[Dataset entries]
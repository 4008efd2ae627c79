use std::collections::{HashMap, HashSet};
use std::path::Path;

use chrono::NaiveDate;
use tracing::{debug, warn};

use super::lookup::UsdRateLookup;
use super::models::{Bid, RateRecord, UsdBid};
use super::provider::RateProvider;
use super::store::StoreError;

/// Conversion is all-or-nothing: one unresolved USD leg fails the whole
/// batch.
#[derive(Debug, thiserror::Error)]
pub enum ConvertError {
    #[error("no USD rate available for {symbol} on {date}")]
    Unresolved { date: NaiveDate, symbol: String },

    #[error(transparent)]
    Store(#[from] StoreError),
}

fn resolved_rate(
    resolved: &HashMap<(NaiveDate, &str), Option<f64>>,
    date: NaiveDate,
    symbol: &str,
) -> Result<f64, ConvertError> {
    resolved
        .get(&(date, symbol))
        .copied()
        .flatten()
        .ok_or_else(|| ConvertError::Unresolved {
            date,
            symbol: symbol.to_string(),
        })
}

/// Decompose bids into their USD legs, deduplicated in first-seen order.
/// Identity bids contribute no legs.
fn usd_bid_set(bids: &[Bid]) -> Vec<UsdBid> {
    let mut seen = HashSet::new();
    let mut legs = Vec::new();
    for bid in bids.iter().filter(|bid| !bid.is_identity()) {
        for symbol in [&bid.base, &bid.quote] {
            let leg = UsdBid::new(bid.date, symbol);
            if seen.insert(leg.clone()) {
                legs.push(leg);
            }
        }
    }
    legs
}

/// Resolves cross rates against the store, falling back to the provider for
/// misses and writing fresh rates back.
///
/// The converter exclusively owns its store connection and provider for the
/// life of the resolution session; dropping it releases the store.
pub struct CurrencyConverter {
    lookup: UsdRateLookup,
    provider: RateProvider,
}

impl CurrencyConverter {
    pub fn new(lookup: UsdRateLookup, provider: RateProvider) -> Self {
        Self { lookup, provider }
    }

    /// Open the store at `path` (which must exist) and wrap it with the
    /// given provider.
    pub fn open(path: &Path, provider: RateProvider) -> Result<Self, StoreError> {
        Ok(Self::new(UsdRateLookup::open(path)?, provider))
    }

    /// Resolve the cross rate for every bid, in input order.
    ///
    /// Each non-identity bid needs both its USD legs; legs shared between
    /// bids are looked up once. Store misses are fetched from the provider
    /// and written back so subsequent calls hit the store. A write-back
    /// failure is logged and does not fail the conversion; an unresolved
    /// leg fails the entire call.
    pub async fn convert(&mut self, bids: &[Bid]) -> Result<Vec<f64>, ConvertError> {
        let usd_bids = usd_bid_set(bids);
        let mut rates = self.lookup.get_rates(&usd_bids)?;

        let missing: Vec<usize> = rates
            .iter()
            .enumerate()
            .filter_map(|(index, rate)| rate.is_none().then_some(index))
            .collect();

        if !missing.is_empty() {
            let wanted: Vec<UsdBid> = missing.iter().map(|&index| usd_bids[index].clone()).collect();
            debug!(misses = wanted.len(), "fetching store misses from provider");

            if let Some(fetched) = self.provider.rates(&wanted).await {
                for (position, &index) in missing.iter().enumerate() {
                    rates[index] = fetched[position];
                }
            }

            let records: Vec<RateRecord> = missing
                .iter()
                .filter_map(|&index| {
                    rates[index].map(|rate| {
                        RateRecord::new(usd_bids[index].date, usd_bids[index].symbol.clone(), rate)
                    })
                })
                .collect();
            if !records.is_empty() {
                if let Err(error) = self.lookup.put_rates(records) {
                    warn!(error = %error, "failed to persist freshly fetched rates");
                }
            }
        }

        let resolved: HashMap<(NaiveDate, &str), Option<f64>> = usd_bids
            .iter()
            .zip(&rates)
            .map(|(leg, rate)| ((leg.date, leg.symbol.as_str()), *rate))
            .collect();

        bids.iter()
            .map(|bid| {
                if bid.is_identity() {
                    return Ok(1.0);
                }
                let base = resolved_rate(&resolved, bid.date, &bid.base)?;
                let quote = resolved_rate(&resolved, bid.date, &bid.quote)?;
                Ok(quote / base)
            })
            .collect()
    }

    /// The interface consumed by reporting layers: convert each total from
    /// its own currency into `target_currency` on its own date.
    pub async fn convert_totals(
        &mut self,
        dates: &[NaiveDate],
        currencies: &[String],
        totals: &[f64],
        target_currency: &str,
    ) -> Result<Vec<f64>, ConvertError> {
        let bids: Vec<Bid> = dates
            .iter()
            .zip(currencies)
            .map(|(&date, currency)| Bid::new(date, target_currency, currency))
            .collect();
        let rates = self.convert(&bids).await?;
        Ok(totals
            .iter()
            .zip(&rates)
            .map(|(total, rate)| total / rate)
            .collect())
    }
}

Activity:
Only the number is wanted: how many lines of these entries contain the string "await"?

Written reply:
2